The New York-based company had sold $1 billion of the notes at par approximately a month ago, but then saw them losing 3 or 4 points a day over a number of sessions in later January and finally bottoming around the 70 level, on investor concerns over whether MBIA, the largest bond insurer, might lose its AAA rating, after Moody's Investors Service, for one, put it on watch for a possible downgrade, along with some of its smaller peers such as Ambac Financial Group Inc. Moody's and other ratings services expressed concerns about the liquidity and capital positions of the bond insurers in the wake of an expected rise in defaults in their insured bonds connected to the ongoing credit crunch. After hitting their rock-bottom levels late in January, the MBIA bonds reversed course and climbed back above the 90 bid mark, helped by the news that New York state insurance regulators and major banks were working on a plan to boost the capital levels of MBIA, Ambac and the other insurers to enable them to keep their ratings at an acceptable level.

With nothing set in stone yet on that front, MBIA moved to shore up its own capital position, originally announcing plans to sell $750 million of new shares, and ultimately increasing that issue so it could reap $1 billion of fresh capital. The 14% bonds - which had peaked about 92 at mid-week and then eased slightly back to around 90 - moved back up on Friday, the trader said, because "having $1 billion on hand always helps."

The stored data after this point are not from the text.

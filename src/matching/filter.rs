//! Scanner duplicate detection against an authoritative resolver report.

use super::identity::{authority_keys, parsed_purls, scanner_keys, SbomItem};
use super::purl::is_version_subpath;
use crate::error::Result;
use std::collections::HashSet;
use std::fmt;

/// Why a scanner item was judged to duplicate a resolver item.
#[derive(Debug, Clone, Copy, PartialEq, Eq)]
pub enum DuplicateReason {
    /// Golang build-local replace directive
    LocalReplacement,
    /// Same name as a dependency the resolver fetched outside the package index
    NonRegistry,
    /// npm package that is a local workspace of the resolved project
    LocalWorkspace,
    /// Fine key matches a resolver coarse key
    SameIdentity,
}

impl fmt::Display for DuplicateReason {
    fn fmt(&self, f: &mut fmt::Formatter<'_>) -> fmt::Result {
        let reason = match self {
            Self::LocalReplacement => "local replacement",
            Self::NonRegistry => "non-registry dependency",
            Self::LocalWorkspace => "local workspace package",
            Self::SameIdentity => "same identity",
        };
        f.write_str(reason)
    }
}

/// Golang item produced by a build-local `replace` directive.
///
/// Scanners mis-report these; the resolver reports them correctly, so they
/// are always dropped from scanner output.
pub fn is_local_replacement<I: SbomItem + ?Sized>(item: &I) -> bool {
    let devel = item.item_version() == Some("(devel)");
    let dotted = item.item_name().starts_with('.');
    parsed_purls(item).iter().filter(|p| p.ty == "golang").any(|purl| {
        dotted
            || devel
            || purl.qualified_name().starts_with('.')
            || purl.version.as_deref() == Some("(devel)")
            || purl
                .subpath
                .as_deref()
                .is_some_and(|subpath| !is_version_subpath(subpath))
    })
}

/// pypi/npm item fetched from a VCS or a direct URL instead of the index.
pub fn is_non_registry<I: SbomItem + ?Sized>(item: &I) -> bool {
    parsed_purls(item).iter().any(|purl| {
        matches!(purl.ty.as_str(), "pypi" | "npm")
            && (purl.qualifier("vcs_url").is_some() || purl.qualifier("download_url").is_some())
    })
}

/// Index of an authoritative item list used to filter scanner output.
#[derive(Debug, Default)]
pub struct ScannerFilter {
    keys: HashSet<String>,
    non_registry_names: HashSet<String>,
    local_paths: HashSet<String>,
}

impl ScannerFilter {
    /// Index the authoritative items.
    pub fn new<I: SbomItem>(authority: &[I]) -> Result<Self> {
        let mut filter = Self::default();
        for item in authority {
            filter.keys.extend(authority_keys(item)?);
            if is_non_registry(item) {
                filter.non_registry_names.insert(item.item_name().to_string());
            }
            for purl in parsed_purls(item) {
                if purl.ty == "npm" {
                    if let Some(subpath) = purl.subpath.as_deref() {
                        filter.local_paths.insert(normalize_path(subpath));
                    }
                }
            }
        }
        Ok(filter)
    }

    /// Classify a scanner item; `None` means it is kept.
    pub fn duplicate_reason<I: SbomItem + ?Sized>(&self, item: &I) -> Option<DuplicateReason> {
        if is_local_replacement(item) {
            return Some(DuplicateReason::LocalReplacement);
        }
        if self.non_registry_names.contains(item.item_name()) {
            return Some(DuplicateReason::NonRegistry);
        }
        if self.is_local_workspace(item) {
            return Some(DuplicateReason::LocalWorkspace);
        }
        if scanner_keys(item).iter().any(|key| self.keys.contains(key)) {
            return Some(DuplicateReason::SameIdentity);
        }
        None
    }

    fn is_local_workspace<I: SbomItem + ?Sized>(&self, item: &I) -> bool {
        if self.local_paths.is_empty() {
            return false;
        }
        parsed_purls(item)
            .iter()
            .filter(|purl| purl.ty == "npm")
            .any(|purl| self.local_paths.contains(&normalize_path(&purl.qualified_name())))
    }
}

/// Drop empty and `.` segments so `./packages/a/` equals `packages/a`.
fn normalize_path(path: &str) -> String {
    path.split('/')
        .filter(|segment| !segment.is_empty() && *segment != ".")
        .collect::<Vec<_>>()
        .join("/")
}

#[cfg(test)]
mod tests {
    use super::*;
    use crate::model::CdxComponent;

    fn component(name: &str, version: Option<&str>, purl: Option<&str>) -> CdxComponent {
        let mut c = CdxComponent::new("library", name);
        c.version = version.map(str::to_string);
        c.purl = purl.map(str::to_string);
        c
    }

    #[test]
    fn test_local_replacement_devel_version() {
        let c = component("./local", Some("(devel)"), Some("pkg:golang/./local@(devel)"));
        assert!(is_local_replacement(&c));
    }

    #[test]
    fn test_local_replacement_non_version_subpath() {
        let c = component("x", Some("v1.0.0"), Some("pkg:golang/github.com/a/x@v1.0.0#pkg/sub"));
        assert!(is_local_replacement(&c));
        let major = component("x", Some("v2.0.0"), Some("pkg:golang/github.com/a/x@v2.0.0#v2"));
        assert!(!is_local_replacement(&major));
    }

    #[test]
    fn test_local_replacement_requires_golang() {
        let c = component(".hidden", Some("(devel)"), Some("pkg:npm/.hidden@1"));
        assert!(!is_local_replacement(&c));
        assert!(!is_local_replacement(&component("./x", Some("(devel)"), None)));
    }

    #[test]
    fn test_non_registry() {
        assert!(is_non_registry(&component(
            "foo",
            None,
            Some("pkg:pypi/foo@1.0?vcs_url=git%2Bhttps://github.com/a/foo")
        )));
        assert!(is_non_registry(&component(
            "bar",
            None,
            Some("pkg:npm/bar@1.0?download_url=https://x/bar.tgz")
        )));
        assert!(!is_non_registry(&component(
            "baz",
            None,
            Some("pkg:golang/baz@1.0?vcs_url=git%2Bhttps://x")
        )));
    }

    #[test]
    fn test_filter_same_identity() {
        let authority = vec![component("ex", Some("v1.0.0"), Some("pkg:golang/ex@v1.0.0?type=module"))];
        let filter = ScannerFilter::new(&authority).unwrap();
        let scanner = component("ex", Some("v1.0.0"), Some("pkg:golang/ex@v1.0.0"));
        assert_eq!(filter.duplicate_reason(&scanner), Some(DuplicateReason::SameIdentity));
    }

    #[test]
    fn test_filter_non_registry_matches_by_name() {
        let authority = vec![component(
            "foo",
            Some("1.0"),
            Some("pkg:pypi/foo@1.0?vcs_url=git%2Bhttps://github.com/a/foo%40abcdef"),
        )];
        let filter = ScannerFilter::new(&authority).unwrap();
        let scanner = component("foo", Some("0.0.0"), Some("pkg:pypi/foo@0.0.0"));
        assert_eq!(filter.duplicate_reason(&scanner), Some(DuplicateReason::NonRegistry));
    }

    #[test]
    fn test_filter_npm_local_workspace() {
        let authority = vec![component(
            "workspace-a",
            Some("1.0.0"),
            Some("pkg:npm/workspace-a@1.0.0#packages/workspace-a"),
        )];
        let filter = ScannerFilter::new(&authority).unwrap();
        let scanner = component("workspace-a", None, Some("pkg:npm/packages/workspace-a"));
        assert_eq!(filter.duplicate_reason(&scanner), Some(DuplicateReason::LocalWorkspace));
    }

    #[test]
    fn test_filter_keeps_unrelated_and_os_packages() {
        let authority = vec![component("ex", Some("v1"), Some("pkg:golang/ex@v1"))];
        let filter = ScannerFilter::new(&authority).unwrap();
        assert_eq!(filter.duplicate_reason(&component("bash", Some("5.1"), None)), None);
        assert_eq!(
            filter.duplicate_reason(&component("ex", Some("v2"), Some("pkg:golang/ex@v2"))),
            None
        );
    }

    #[test]
    fn test_normalize_path() {
        assert_eq!(normalize_path("./packages//a/"), "packages/a");
    }
}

Another trader noted that MBIA was also helped on Friday by "rumors of a rescue plan by the New York State Insurance Division that came out late in the day - they may have something [this upcoming] week."

Recent issues still hold their own

Back among recently priced issues, a market source saw UPS' recently priced 5.50% notes due 2018 come in more than 10 bps on the session to about the 120 bps mark. That is well under the 165 bps spread at which those bonds priced about a month ago.

Also seen holding their own were UnitedHealth's 6.875% notes due 2038, which priced at 262.5 bps over a week ago, but which now have narrowed to 239 bps.

Target Corp.'s 7% bonds due 2038 were seen Friday at 225 bps over, well in from last month's pricing at a 270 bps spread.

General Electric Capital's 5.875% bonds due 2038, which priced at 165 bps over about a month ago, were trading around 142 bps over on Friday, a market source said.